Accurate spatial directional derivative: Antialiasing Kirchhoff migration

Abstract

Applying a low‐pass filter to each input trace before performing migration is a common antialiasing method used in Kirchhoff 3D migration. The spatial directional derivative that gives the tangent plane direction of the reflector is key in determining the antialiasing frequency limits. In this paper, we present the formula of the traveltime gradient for the diffraction hyperboloid. We also deduce the formula of the vertical traveltime gradient for the reflection ellipsoid, which can be used to construct the antialiasing low‐pass filter after migration. The migration stretch is easily computed from the ratio of gradient expressions obtained for the reflection ellipsoid and the diffraction hyperboloid. The gradient formula includes magnitude and direction. The correct direction of the gradient function is from an image point to the dip‐moveout image point (ρ* direction) on the surface.
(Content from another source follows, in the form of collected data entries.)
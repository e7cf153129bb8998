//! Bucket listing types.

use serde::{Deserialize, Serialize};

use crate::api::constants::ACT_LIST;

/// Action envelope sent in the body of bucket requests.
#[derive(Debug, Clone, Serialize, Deserialize, PartialEq)]
pub struct ActionMsg<V> {
    pub action: String,
    pub value: V,
}

/// Options for a single list-objects page.
#[derive(Debug, Clone, Default, Serialize, Deserialize, PartialEq)]
pub struct ListObjectsMsg {
    /// Only list objects whose names start with this prefix
    #[serde(default)]
    pub prefix: String,
    /// Max entries per page (0 = cluster default)
    #[serde(rename = "pagesize", default)]
    pub page_size: u32,
    /// Comma-separated object properties to return
    #[serde(default)]
    pub props: String,
    /// Listing session id returned by the first page
    #[serde(default)]
    pub uuid: String,
    /// Token of the next page, empty for the first one
    #[serde(default)]
    pub continuation_token: String,
}

impl ListObjectsMsg {
    pub fn new() -> Self {
        Self::default()
    }

    pub fn with_prefix(mut self, prefix: impl Into<String>) -> Self {
        self.prefix = prefix.into();
        self
    }

    pub fn with_page_size(mut self, page_size: u32) -> Self {
        self.page_size = page_size;
        self
    }

    pub fn with_props(mut self, props: impl Into<String>) -> Self {
        self.props = props.into();
        self
    }

    /// Continue an existing listing.
    pub fn with_continuation(mut self, uuid: impl Into<String>, token: impl Into<String>) -> Self {
        self.uuid = uuid.into();
        self.continuation_token = token.into();
        self
    }

    /// Wrap into the `list` action envelope.
    pub fn into_action(self) -> ActionMsg<ListObjectsMsg> {
        ActionMsg {
            action: ACT_LIST.to_string(),
            value: self,
        }
    }
}

/// One object in a bucket listing.
#[derive(Debug, Clone, Default, Serialize, Deserialize, PartialEq)]
pub struct BucketEntry {
    pub name: String,
    #[serde(default)]
    pub size: u64,
    #[serde(default)]
    pub checksum: String,
    /// Last access time as reported by the cluster
    #[serde(default)]
    pub atime: String,
    #[serde(default)]
    pub version: String,
    #[serde(default)]
    pub target_url: String,
    #[serde(default)]
    pub copies: u32,
    #[serde(default)]
    pub flags: u32,
}

/// One page of a bucket listing.
#[derive(Debug, Clone, Default, Serialize, Deserialize, PartialEq)]
pub struct BucketList {
    #[serde(default)]
    pub uuid: String,
    /// Empty when this is the last page
    #[serde(default)]
    pub continuation_token: String,
    #[serde(default)]
    pub flags: u32,
    #[serde(default, deserialize_with = "null_as_empty")]
    pub entries: Vec<BucketEntry>,
}

impl BucketList {
    pub fn is_last_page(&self) -> bool {
        self.continuation_token.is_empty()
    }
}

// The cluster sends `"entries": null` for an empty page.
fn null_as_empty<'de, D>(deserializer: D) -> Result<Vec<BucketEntry>, D::Error>
where
    D: serde::Deserializer<'de>,
{
    Ok(Option::<Vec<BucketEntry>>::deserialize(deserializer)?.unwrap_or_default())
}

#[cfg(test)]
mod tests {
    use super::*;

    #[test]
    fn test_list_action_serialize() {
        let action = ListObjectsMsg::new()
            .with_prefix("train/")
            .with_page_size(100)
            .into_action();
        let json = serde_json::to_value(&action).unwrap();
        assert_eq!(
            json,
            serde_json::json!({
                "action": "list",
                "value": {
                    "prefix": "train/",
                    "pagesize": 100,
                    "props": "",
                    "uuid": "",
                    "continuation_token": ""
                }
            })
        );
    }

    #[test]
    fn test_bucket_list_deserialize() {
        let json = r#"{
            "uuid": "lst-1",
            "continuation_token": "obj-2",
            "flags": 0,
            "entries": [
                {"name": "obj-1", "size": 42, "checksum": "abc", "version": "1"},
                {"name": "obj-2"}
            ]
        }"#;
        let list: BucketList = serde_json::from_str(json).unwrap();
        assert_eq!(list.uuid, "lst-1");
        assert!(!list.is_last_page());
        assert_eq!(list.entries.len(), 2);
        assert_eq!(list.entries[0].size, 42);
        assert_eq!(list.entries[1].size, 0);
        assert!(list.entries[1].checksum.is_empty());
    }

    #[test]
    fn test_bucket_list_null_entries() {
        let json = r#"{"uuid": "", "continuation_token": "", "flags": 0, "entries": null}"#;
        let list: BucketList = serde_json::from_str(json).unwrap();
        assert!(list.entries.is_empty());
        assert!(list.is_last_page());
    }
}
The gradient is not in the direction from the image point to the midpoint (ρ direction) as has been previously concluded. The correct spatial directional derivative along ρ is given, and it is slightly less than the gradient norm. We also prove that the true direction of the tangent plane on the reflection ellipsoid can be determined by the gradient. We introduce the directional derivative value along ρ that can be approximately applied to calculate the high‐frequency limit. Compared with the maximum directional derivative value (gradient norm), the directional derivative is relatively accurate and is much easier to calculate for use in antialiasing. The different results from the new method and the former method are compared. Numerical examples compare the performance of the different formulae.